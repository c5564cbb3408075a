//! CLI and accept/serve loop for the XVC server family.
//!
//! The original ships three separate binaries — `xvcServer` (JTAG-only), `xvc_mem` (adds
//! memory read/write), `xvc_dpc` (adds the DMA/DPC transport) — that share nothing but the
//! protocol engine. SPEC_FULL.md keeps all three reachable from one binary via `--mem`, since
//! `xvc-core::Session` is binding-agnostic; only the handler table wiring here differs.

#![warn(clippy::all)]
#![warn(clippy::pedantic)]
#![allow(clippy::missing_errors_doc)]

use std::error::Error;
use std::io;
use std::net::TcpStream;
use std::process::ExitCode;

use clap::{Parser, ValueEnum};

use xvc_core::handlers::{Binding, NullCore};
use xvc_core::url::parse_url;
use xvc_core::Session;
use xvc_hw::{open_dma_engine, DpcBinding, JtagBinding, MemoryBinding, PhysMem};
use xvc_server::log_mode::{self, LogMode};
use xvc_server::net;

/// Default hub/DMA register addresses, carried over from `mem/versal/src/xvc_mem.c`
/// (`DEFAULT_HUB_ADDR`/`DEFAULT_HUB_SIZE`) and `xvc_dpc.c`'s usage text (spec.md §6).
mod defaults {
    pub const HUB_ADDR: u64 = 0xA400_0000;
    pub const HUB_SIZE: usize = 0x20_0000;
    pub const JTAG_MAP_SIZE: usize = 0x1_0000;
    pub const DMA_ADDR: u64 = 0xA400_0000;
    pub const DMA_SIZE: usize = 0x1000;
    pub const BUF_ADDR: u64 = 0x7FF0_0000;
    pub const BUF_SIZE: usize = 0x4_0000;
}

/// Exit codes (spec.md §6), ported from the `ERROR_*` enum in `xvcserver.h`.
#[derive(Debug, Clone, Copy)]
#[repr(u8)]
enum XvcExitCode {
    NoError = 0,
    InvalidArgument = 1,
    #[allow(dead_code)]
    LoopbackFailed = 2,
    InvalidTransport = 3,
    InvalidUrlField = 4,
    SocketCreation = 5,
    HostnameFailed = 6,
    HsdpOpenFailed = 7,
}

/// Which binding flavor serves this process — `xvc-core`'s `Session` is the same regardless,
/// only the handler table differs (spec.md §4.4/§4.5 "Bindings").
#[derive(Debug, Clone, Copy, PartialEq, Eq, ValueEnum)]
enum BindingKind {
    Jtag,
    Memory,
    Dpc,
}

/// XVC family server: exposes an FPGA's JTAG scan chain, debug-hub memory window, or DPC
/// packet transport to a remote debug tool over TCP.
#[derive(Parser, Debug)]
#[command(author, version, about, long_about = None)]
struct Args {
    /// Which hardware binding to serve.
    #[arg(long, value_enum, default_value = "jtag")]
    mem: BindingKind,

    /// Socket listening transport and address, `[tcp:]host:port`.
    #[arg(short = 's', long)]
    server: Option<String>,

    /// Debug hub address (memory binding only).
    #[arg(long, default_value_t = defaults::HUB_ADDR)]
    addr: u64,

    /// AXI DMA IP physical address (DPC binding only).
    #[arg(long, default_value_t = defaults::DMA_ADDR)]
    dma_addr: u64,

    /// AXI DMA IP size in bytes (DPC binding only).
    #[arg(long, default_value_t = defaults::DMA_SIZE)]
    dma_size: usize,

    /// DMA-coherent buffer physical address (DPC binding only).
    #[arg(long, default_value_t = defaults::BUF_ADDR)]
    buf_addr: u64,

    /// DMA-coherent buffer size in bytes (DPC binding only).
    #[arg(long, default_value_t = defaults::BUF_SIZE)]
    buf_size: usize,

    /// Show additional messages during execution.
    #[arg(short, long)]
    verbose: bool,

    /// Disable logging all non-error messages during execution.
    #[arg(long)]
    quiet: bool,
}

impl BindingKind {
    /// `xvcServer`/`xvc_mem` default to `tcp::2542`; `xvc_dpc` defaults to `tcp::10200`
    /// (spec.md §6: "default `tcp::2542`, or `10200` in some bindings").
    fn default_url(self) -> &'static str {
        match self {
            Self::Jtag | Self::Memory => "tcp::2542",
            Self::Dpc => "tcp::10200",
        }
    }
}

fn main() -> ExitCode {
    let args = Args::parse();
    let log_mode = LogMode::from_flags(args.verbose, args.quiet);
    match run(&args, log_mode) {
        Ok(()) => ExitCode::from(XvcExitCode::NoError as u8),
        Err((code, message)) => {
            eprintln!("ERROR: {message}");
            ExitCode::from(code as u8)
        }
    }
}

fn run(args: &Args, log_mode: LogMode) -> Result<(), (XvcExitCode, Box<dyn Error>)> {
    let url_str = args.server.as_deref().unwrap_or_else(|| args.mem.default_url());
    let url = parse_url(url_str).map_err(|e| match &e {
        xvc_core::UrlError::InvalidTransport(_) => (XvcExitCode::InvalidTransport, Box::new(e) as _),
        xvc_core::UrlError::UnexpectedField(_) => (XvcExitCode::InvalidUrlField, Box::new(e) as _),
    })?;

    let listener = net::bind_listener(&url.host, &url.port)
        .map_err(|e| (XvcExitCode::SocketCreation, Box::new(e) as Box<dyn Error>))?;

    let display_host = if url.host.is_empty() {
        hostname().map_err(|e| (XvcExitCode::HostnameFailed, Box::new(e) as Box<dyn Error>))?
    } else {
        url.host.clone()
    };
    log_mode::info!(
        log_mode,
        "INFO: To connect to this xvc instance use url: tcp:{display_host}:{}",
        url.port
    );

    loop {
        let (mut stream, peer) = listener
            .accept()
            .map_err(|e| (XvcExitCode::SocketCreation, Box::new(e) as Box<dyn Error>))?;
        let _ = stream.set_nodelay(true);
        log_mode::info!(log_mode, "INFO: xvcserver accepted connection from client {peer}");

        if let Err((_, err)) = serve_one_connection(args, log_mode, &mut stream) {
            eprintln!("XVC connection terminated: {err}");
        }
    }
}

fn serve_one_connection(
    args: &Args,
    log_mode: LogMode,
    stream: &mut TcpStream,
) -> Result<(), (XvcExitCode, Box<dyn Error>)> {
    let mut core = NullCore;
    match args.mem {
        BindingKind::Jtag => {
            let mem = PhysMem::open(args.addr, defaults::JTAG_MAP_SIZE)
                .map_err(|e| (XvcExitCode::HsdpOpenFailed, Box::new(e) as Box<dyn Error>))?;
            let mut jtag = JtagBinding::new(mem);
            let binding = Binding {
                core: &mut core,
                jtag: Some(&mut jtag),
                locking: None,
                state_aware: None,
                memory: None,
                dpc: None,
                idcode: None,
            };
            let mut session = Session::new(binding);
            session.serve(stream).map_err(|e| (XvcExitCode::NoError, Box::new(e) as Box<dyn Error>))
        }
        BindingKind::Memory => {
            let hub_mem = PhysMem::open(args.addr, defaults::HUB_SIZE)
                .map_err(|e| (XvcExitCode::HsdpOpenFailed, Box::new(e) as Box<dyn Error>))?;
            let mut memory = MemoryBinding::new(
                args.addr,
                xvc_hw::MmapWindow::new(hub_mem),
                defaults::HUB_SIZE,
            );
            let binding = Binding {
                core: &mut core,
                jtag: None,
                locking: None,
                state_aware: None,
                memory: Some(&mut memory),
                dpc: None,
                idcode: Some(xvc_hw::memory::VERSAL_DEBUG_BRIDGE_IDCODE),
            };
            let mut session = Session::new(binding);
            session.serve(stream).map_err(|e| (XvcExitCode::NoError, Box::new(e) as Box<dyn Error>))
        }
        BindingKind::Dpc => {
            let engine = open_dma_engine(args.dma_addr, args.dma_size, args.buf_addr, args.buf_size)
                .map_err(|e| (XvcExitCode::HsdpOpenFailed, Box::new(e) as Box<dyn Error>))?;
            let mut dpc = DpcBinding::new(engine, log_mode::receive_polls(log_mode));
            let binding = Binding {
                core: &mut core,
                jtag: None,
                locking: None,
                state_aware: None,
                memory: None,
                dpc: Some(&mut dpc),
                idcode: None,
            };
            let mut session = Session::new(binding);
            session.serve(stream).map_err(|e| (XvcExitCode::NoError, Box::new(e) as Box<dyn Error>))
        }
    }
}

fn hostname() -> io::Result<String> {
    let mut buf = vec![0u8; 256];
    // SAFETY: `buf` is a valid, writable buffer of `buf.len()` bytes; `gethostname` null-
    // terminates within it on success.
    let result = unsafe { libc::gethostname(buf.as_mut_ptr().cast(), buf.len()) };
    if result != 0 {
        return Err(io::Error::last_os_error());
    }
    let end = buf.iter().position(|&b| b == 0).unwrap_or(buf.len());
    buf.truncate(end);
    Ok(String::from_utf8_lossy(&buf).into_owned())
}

========================================================================

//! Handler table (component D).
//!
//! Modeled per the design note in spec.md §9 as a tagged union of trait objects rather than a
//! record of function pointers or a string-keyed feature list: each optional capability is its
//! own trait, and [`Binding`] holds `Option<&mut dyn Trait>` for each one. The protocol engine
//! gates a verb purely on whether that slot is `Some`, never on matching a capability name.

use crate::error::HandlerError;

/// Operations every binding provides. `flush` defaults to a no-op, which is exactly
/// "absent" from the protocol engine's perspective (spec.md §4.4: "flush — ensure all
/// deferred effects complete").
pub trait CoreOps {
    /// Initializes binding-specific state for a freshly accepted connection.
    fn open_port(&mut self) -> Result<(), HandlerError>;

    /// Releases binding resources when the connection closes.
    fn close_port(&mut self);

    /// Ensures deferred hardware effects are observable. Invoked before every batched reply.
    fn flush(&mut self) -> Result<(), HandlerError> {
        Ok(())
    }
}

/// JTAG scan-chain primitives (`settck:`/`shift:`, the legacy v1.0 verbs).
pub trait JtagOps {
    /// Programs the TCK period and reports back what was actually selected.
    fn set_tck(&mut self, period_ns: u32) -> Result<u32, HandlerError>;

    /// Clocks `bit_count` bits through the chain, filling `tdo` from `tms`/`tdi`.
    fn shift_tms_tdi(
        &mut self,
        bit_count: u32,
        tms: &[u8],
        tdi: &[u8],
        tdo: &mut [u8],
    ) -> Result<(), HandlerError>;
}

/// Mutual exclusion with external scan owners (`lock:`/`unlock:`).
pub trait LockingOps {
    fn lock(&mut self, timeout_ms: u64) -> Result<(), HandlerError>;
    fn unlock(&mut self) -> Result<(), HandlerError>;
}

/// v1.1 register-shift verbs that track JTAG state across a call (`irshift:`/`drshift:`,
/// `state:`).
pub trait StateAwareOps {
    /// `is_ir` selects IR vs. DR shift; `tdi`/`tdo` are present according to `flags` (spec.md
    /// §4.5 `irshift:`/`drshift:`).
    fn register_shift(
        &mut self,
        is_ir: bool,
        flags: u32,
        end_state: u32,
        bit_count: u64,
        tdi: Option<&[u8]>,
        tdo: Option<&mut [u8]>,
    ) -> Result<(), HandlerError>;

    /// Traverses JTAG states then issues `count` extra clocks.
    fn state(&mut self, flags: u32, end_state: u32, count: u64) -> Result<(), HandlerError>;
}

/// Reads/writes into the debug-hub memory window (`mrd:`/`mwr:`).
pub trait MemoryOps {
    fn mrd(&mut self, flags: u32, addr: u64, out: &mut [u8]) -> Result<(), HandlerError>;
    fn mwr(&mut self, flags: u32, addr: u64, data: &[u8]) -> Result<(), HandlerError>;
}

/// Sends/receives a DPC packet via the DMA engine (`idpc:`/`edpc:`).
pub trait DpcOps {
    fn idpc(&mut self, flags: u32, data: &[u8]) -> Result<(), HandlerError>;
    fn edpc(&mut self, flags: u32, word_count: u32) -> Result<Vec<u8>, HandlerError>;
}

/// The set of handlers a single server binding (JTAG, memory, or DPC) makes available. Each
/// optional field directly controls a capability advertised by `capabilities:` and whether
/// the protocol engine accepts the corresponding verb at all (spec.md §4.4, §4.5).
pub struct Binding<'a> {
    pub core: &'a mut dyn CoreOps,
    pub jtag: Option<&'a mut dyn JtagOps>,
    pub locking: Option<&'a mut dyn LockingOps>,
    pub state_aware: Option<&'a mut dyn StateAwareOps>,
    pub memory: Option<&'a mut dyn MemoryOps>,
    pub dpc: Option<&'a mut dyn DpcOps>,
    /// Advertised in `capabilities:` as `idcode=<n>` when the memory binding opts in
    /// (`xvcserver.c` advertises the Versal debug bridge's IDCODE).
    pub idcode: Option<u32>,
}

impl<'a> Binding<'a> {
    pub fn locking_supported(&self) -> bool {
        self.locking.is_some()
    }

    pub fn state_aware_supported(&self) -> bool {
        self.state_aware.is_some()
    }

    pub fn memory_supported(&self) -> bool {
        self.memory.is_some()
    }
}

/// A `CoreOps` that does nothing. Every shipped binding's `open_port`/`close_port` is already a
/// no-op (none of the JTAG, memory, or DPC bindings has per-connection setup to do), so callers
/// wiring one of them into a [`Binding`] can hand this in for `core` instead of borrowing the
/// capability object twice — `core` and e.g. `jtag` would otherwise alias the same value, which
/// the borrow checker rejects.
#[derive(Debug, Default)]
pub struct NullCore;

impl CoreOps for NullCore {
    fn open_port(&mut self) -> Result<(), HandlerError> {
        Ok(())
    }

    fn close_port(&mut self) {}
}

========================================================================

Copy each line containing the word "adds" from the data.

Solution:
//! The original ships three separate binaries — `xvcServer` (JTAG-only), `xvc_mem` (adds
//! memory read/write), `xvc_dpc` (adds the DMA/DPC transport) — that share nothing but the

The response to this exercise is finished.